The phrase is supposed to read: Look before you leap but at HirMon, we would rather you Think before you leap into a website. A lot of what you might have heard about websites -- may be (pardon the phrasing) flat-assed wrong.
For those who might read this page and think that "websites are websites," please examine your reasoning! There are certain types of websites we have discovered that may end up being more of a liability than an asset
Why a liability? It’s simple: For most small to intermediate businesses choosing one of the following types of websites, the typical life expectancy is 12-18 months. After that, the owners get so fed up with the limitations and lack of performance, they decide to go with a conventional website.
Do-it-yourself
You have seen TV commericals for these. You sign up for a service and for a nominal fee per month, you get to design your own website and modify it anytime you want to!
The biggest "pro" to such sites is the fact that site owners can update the contents personally.
The major "cons" boil down to these:
- Actually - no you can’t design your own website. At best you can select from a couple of hundred templates the service provides and use one of those. While the possibility that someone else might use the same template as you choose, it can (and does) happen.
- You are limited to whatever functionality is provided by the service; typically this is a form-based email page. If you want to install your own programs to make the website perform efficiently -- 99% of the time you can’t.

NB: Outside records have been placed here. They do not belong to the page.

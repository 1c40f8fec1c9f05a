//! Command-line and environment configuration.
//!
//! Credentials and paths can come from flags or from the environment.

use std::collections::HashSet;
use std::path::PathBuf;
use std::time::Duration;

use bounty_core::DiffOptions;
use bounty_engine::{
    FetchSettings, MonitorSettings, DEFAULT_DATA_URL, DEFAULT_PLATFORMS, DEFAULT_STATE_FILENAME,
};
use clap::builder::BoolishValueParser;
use clap::Parser;
use monitor_logging::{LevelFilter, LogDestination};
use thiserror::Error;
use url::Url;

#[derive(Debug, Parser)]
#[command(
    name = "bounty_monitor",
    version,
    about = "Watch bug bounty program listings and report scope changes"
)]
pub struct Cli {
    /// Discord-compatible webhook URL.
    #[arg(long, env = "DISCORD_WEBHOOK", hide_env_values = true)]
    pub discord_webhook: Option<String>,

    /// Telegram bot token.
    #[arg(long, env = "TELEGRAM_BOT_TOKEN", hide_env_values = true)]
    pub telegram_bot_token: Option<String>,

    /// Telegram chat to post into.
    #[arg(long, env = "TELEGRAM_CHAT_ID")]
    pub telegram_chat_id: Option<String>,

    /// Base URL of the `<platform>_data.json` listings.
    #[arg(long, env = "BOUNTY_DATA_URL", default_value = DEFAULT_DATA_URL)]
    pub data_url: String,

    #[arg(long, env = "BOUNTY_STATE_FILE", default_value = DEFAULT_STATE_FILENAME)]
    pub state_file: PathBuf,

    /// Platforms to check, in order.
    #[arg(
        long,
        env = "BOUNTY_PLATFORMS",
        value_delimiter = ',',
        default_values_t = DEFAULT_PLATFORMS.map(String::from)
    )]
    pub platforms: Vec<String>,

    /// Also notify when a program disappears from a platform listing.
    #[arg(long, env = "NOTIFY_DELISTED", value_parser = BoolishValueParser::new())]
    pub notify_delisted: bool,

    /// Pause between platform fetches, in milliseconds.
    #[arg(long, default_value_t = 2000)]
    pub fetch_delay_ms: u64,

    /// Pause between notification sends, in milliseconds.
    #[arg(long, default_value_t = 1000)]
    pub send_delay_ms: u64,

    /// Also write logs to this file.
    #[arg(long)]
    pub log_file: Option<PathBuf>,

    #[arg(short, long)]
    pub verbose: bool,
}

#[derive(Debug, Error, PartialEq, Eq)]
pub enum ConfigError {
    #[error("{name} is not a valid http(s) URL: {value}")]
    InvalidUrl { name: &'static str, value: String },
    #[error("no platforms configured")]
    NoPlatforms,
}

#[derive(Debug, Clone, PartialEq, Eq)]
pub struct TelegramConfig {
    pub bot_token: String,
    pub chat_id: String,
}

#[derive(Debug, Clone)]
pub struct Config {
    pub discord_webhook: Option<String>,
    pub telegram: Option<TelegramConfig>,
    /// Token given without a chat id; the Telegram adapter stays off.
    pub telegram_missing_chat_id: bool,
    pub fetch: FetchSettings,
    pub monitor: MonitorSettings,
    pub state_file: PathBuf,
    pub log_destination: LogDestination,
    pub log_level: LevelFilter,
}

impl Config {
    pub fn from_cli(cli: Cli) -> Result<Self, ConfigError> {
        let discord_webhook = non_empty(cli.discord_webhook);
        if let Some(webhook) = &discord_webhook {
            validate_url("DISCORD_WEBHOOK", webhook)?;
        }
        validate_url("BOUNTY_DATA_URL", &cli.data_url)?;

        let bot_token = non_empty(cli.telegram_bot_token);
        let chat_id = non_empty(cli.telegram_chat_id);
        let telegram_missing_chat_id = bot_token.is_some() && chat_id.is_none();
        let telegram = bot_token
            .zip(chat_id)
            .map(|(bot_token, chat_id)| TelegramConfig { bot_token, chat_id });

        let mut seen = HashSet::new();
        let platforms: Vec<String> = cli
            .platforms
            .into_iter()
            .map(|p| p.trim().to_lowercase())
            .filter(|p| !p.is_empty() && seen.insert(p.clone()))
            .collect();
        if platforms.is_empty() {
            return Err(ConfigError::NoPlatforms);
        }

        let log_destination = match cli.log_file {
            Some(path) => LogDestination::Both(path),
            None => LogDestination::Terminal,
        };

        Ok(Self {
            discord_webhook,
            telegram,
            telegram_missing_chat_id,
            fetch: FetchSettings {
                data_url: cli.data_url,
                ..FetchSettings::default()
            },
            monitor: MonitorSettings {
                platforms,
                fetch_pacing: Duration::from_millis(cli.fetch_delay_ms),
                send_pacing: Duration::from_millis(cli.send_delay_ms),
                diff: DiffOptions {
                    report_delisted: cli.notify_delisted,
                },
            },
            state_file: cli.state_file,
            log_destination,
            log_level: if cli.verbose {
                LevelFilter::Debug
            } else {
                LevelFilter::Info
            },
        })
    }

    /// A webhook URL or a bot token was supplied.
    pub fn has_notification_credentials(&self) -> bool {
        self.discord_webhook.is_some() || self.telegram.is_some() || self.telegram_missing_chat_id
    }
}

fn non_empty(value: Option<String>) -> Option<String> {
    value
        .map(|v| v.trim().to_string())
        .filter(|v| !v.is_empty())
}

fn validate_url(name: &'static str, value: &str) -> Result<(), ConfigError> {
    match Url::parse(value) {
        Ok(url) if matches!(url.scheme(), "http" | "https") => Ok(()),
        _ => Err(ConfigError::InvalidUrl {
            name,
            value: value.to_string(),
        }),
    }
}

#[cfg(test)]
mod tests {
    use std::sync::Mutex;

    use super::*;

    // Serializes tests that read or write NOTIFY_DELISTED.
    static ENV_LOCK: Mutex<()> = Mutex::new(());

    fn parse(args: &[&str]) -> Cli {
        Cli::try_parse_from(std::iter::once("bounty_monitor").chain(args.iter().copied()))
            .expect("valid args")
    }

    #[test]
    fn defaults_cover_all_platforms() {
        let _guard = ENV_LOCK.lock().unwrap_or_else(|e| e.into_inner());
        let config = Config::from_cli(parse(&["--discord-webhook", "https://example.com/hook"]))
            .unwrap();

        assert_eq!(config.monitor.platforms, DEFAULT_PLATFORMS.map(String::from));
        assert_eq!(config.fetch.data_url, DEFAULT_DATA_URL);
        assert_eq!(config.state_file, PathBuf::from(DEFAULT_STATE_FILENAME));
        assert_eq!(config.monitor.fetch_pacing, Duration::from_secs(2));
        assert_eq!(config.monitor.send_pacing, Duration::from_secs(1));
        assert!(!config.monitor.diff.report_delisted);
        assert!(config.has_notification_credentials());
    }

    #[test]
    fn blank_credentials_count_as_missing() {
        let config = Config::from_cli(parse(&[
            "--discord-webhook",
            "  ",
            "--telegram-chat-id",
            "42",
        ]))
        .unwrap();

        assert_eq!(config.discord_webhook, None);
        assert_eq!(config.telegram, None);
        assert!(!config.has_notification_credentials());
    }

    #[test]
    fn token_without_chat_id_disables_telegram_but_counts_as_configured() {
        let config = Config::from_cli(parse(&["--telegram-bot-token", "123:abc"])).unwrap();

        assert_eq!(config.telegram, None);
        assert!(config.telegram_missing_chat_id);
        assert!(config.has_notification_credentials());
    }

    #[test]
    fn telegram_needs_token_and_chat_id() {
        let config = Config::from_cli(parse(&[
            "--telegram-bot-token",
            "123:abc",
            "--telegram-chat-id",
            "42",
        ]))
        .unwrap();

        assert_eq!(
            config.telegram,
            Some(TelegramConfig {
                bot_token: "123:abc".to_string(),
                chat_id: "42".to_string(),
            })
        );
    }

    #[test]
    fn platform_list_is_split_and_normalized() {
        let config = Config::from_cli(parse(&[
            "--discord-webhook",
            "https://example.com/hook",
            "--platforms",
            "HackerOne, bugcrowd,,",
        ]))
        .unwrap();

        assert_eq!(config.monitor.platforms, vec!["hackerone", "bugcrowd"]);
    }

    #[test]
    fn repeated_platforms_are_visited_once() {
        let config = Config::from_cli(parse(&[
            "--discord-webhook",
            "https://example.com/hook",
            "--platforms",
            "hackerone,bugcrowd,HackerOne, bugcrowd ",
        ]))
        .unwrap();

        assert_eq!(config.monitor.platforms, vec!["hackerone", "bugcrowd"]);
    }

    #[test]
    fn notify_delisted_env_accepts_common_boolean_spellings() {
        let _guard = ENV_LOCK.lock().unwrap_or_else(|e| e.into_inner());
        let cases = [
            ("1", true),
            ("yes", true),
            ("on", true),
            ("true", true),
            ("0", false),
            ("no", false),
            ("false", false),
        ];
        for (value, expected) in cases {
            std::env::set_var("NOTIFY_DELISTED", value);
            let parsed = Cli::try_parse_from(["bounty_monitor"]);
            std::env::remove_var("NOTIFY_DELISTED");

            let cli = parsed.unwrap_or_else(|err| panic!("NOTIFY_DELISTED={value}: {err}"));
            assert_eq!(cli.notify_delisted, expected, "NOTIFY_DELISTED={value}");
        }
    }

    #[test]
    fn rejects_non_http_webhook() {
        let err = Config::from_cli(parse(&["--discord-webhook", "ftp://example.com"])).unwrap_err();
        assert_eq!(
            err,
            ConfigError::InvalidUrl {
                name: "DISCORD_WEBHOOK",
                value: "ftp://example.com".to_string(),
            }
        );
    }
}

Consider this type of site to simply put up an "Internet presence" of 6-8 pages of information only.
Flash based websites
These are quite often though of as the epitomy of website design, due to their elegance and onscreen appearance.
The biggest "pro" to such sites is - they usually look pretty snazzy.
The "cons," however, are enormous:
- They are (technically) in violation of the American’s With Disabilities Act. The Feds are not enforcing this at the moment, but all it would take is one idiot bureaucrat out to make a name for themselves to cause any owner of a Flash sit a world of headaches.
- Adding any form of functionality is pretty much impossible. Go to enough sites and you won’t even see a form-based email contact page. All you will usually see is a simple email link (like this one) that pops open the visitor’s email program.
- If the target audience for the website happens to be rural where high-speed connections to the Internet are few and far between -- it can take up to 1/2 hour for visitors to load a medium sized website (few will bother).
- Owners of the website cannot update the contents -- unless -- they created the site personally. That is not the usual case.
Consider this type of site when all you have to present to Internet visitors is solely information.
WordPress/Joomla/Concrete Based Sites
These types of sites are based on software that is available for free on the Internet. These also happen to be the most treacherous types of websites to have created for a variety of reasons.
The major "pro" (again) is the ability for the website owner to update their own site.
The "cons" should be considered carefully:
- If a website developer modifies the code used, then an update to any of these programs may wipe out the website in part or totally.
- (Along those same lines) If the website developer drops off the face of the Earth and modifications are needed in the future -- expect to pay substantial bucks to get the job done (custom programming is not cheap).
- While software additions (called "plug-ins") can be used to add some functionality, they can never match the functionality of a conventional website.
- In general, website owners tend to get so wrapped up with the ability to modify their site -- they do so -- and turn an otherwise decent site into what visitors might perceive as "just another blog."
Consider this type of site if your primary focus is information only with little or no sales (and support) involved.
Summary:
The major thrust of such sites is the understanding that website owners can update the contents of their site, online, anytime they want and without third-party assistance.
So what?
HirMon has been offering that functionality in all our websites for the past 10 years. It’s a "standard feature."
Another observation goes along the lines that if certain functionality is not available within the framework being used, you can always to to a third-party site to include it (like: adding a shopping cart to a Flash site).
Yes, you can. And, yes, the perception of you and your business is liable to take a "credibility hit."
Look at such a site from the visitors point of view:
- A DIY site
- Links to a third-party blog site
- Links to a shopping cart site
- Links to whatever...
Visitors are going to notice that the "website" is fragmented into different venues. While most owners think this doesn’t make any difference -- it does. Here’s why:
- It is often difficult to link third-party sites back to the main site. That is: Once a visitor leaves the main site, they might not be able to get back!
- Without extreme care, the look and feel of multiple support sites can confuse visitors (e.g. Is this the blog for XXX site?) Never confuse your visitors!
- Your work as a website owner is multiplied by each third-party site you have to login to for the purposes of updating it.
- Being "fragmented" suggests that the business/organization is also fragmented.
That last point bears some explanation. Right or wrong, visitors will "judge" the professionalism of a business or organization based on what they see on a website. Like it or not - it is 100% true.
The list, as they say, goes on and on and on...
Developing a decent website takes planning and expertise to determine what visitors expect to see on such a site and how the site can, at the same time, be a business asset.
That is what HirMon does and, yes, we tend to focus on conventional websites and for good reason.
When well designed and marketed -- HirMon’s sites will typically run circles around these sites (even barefooted).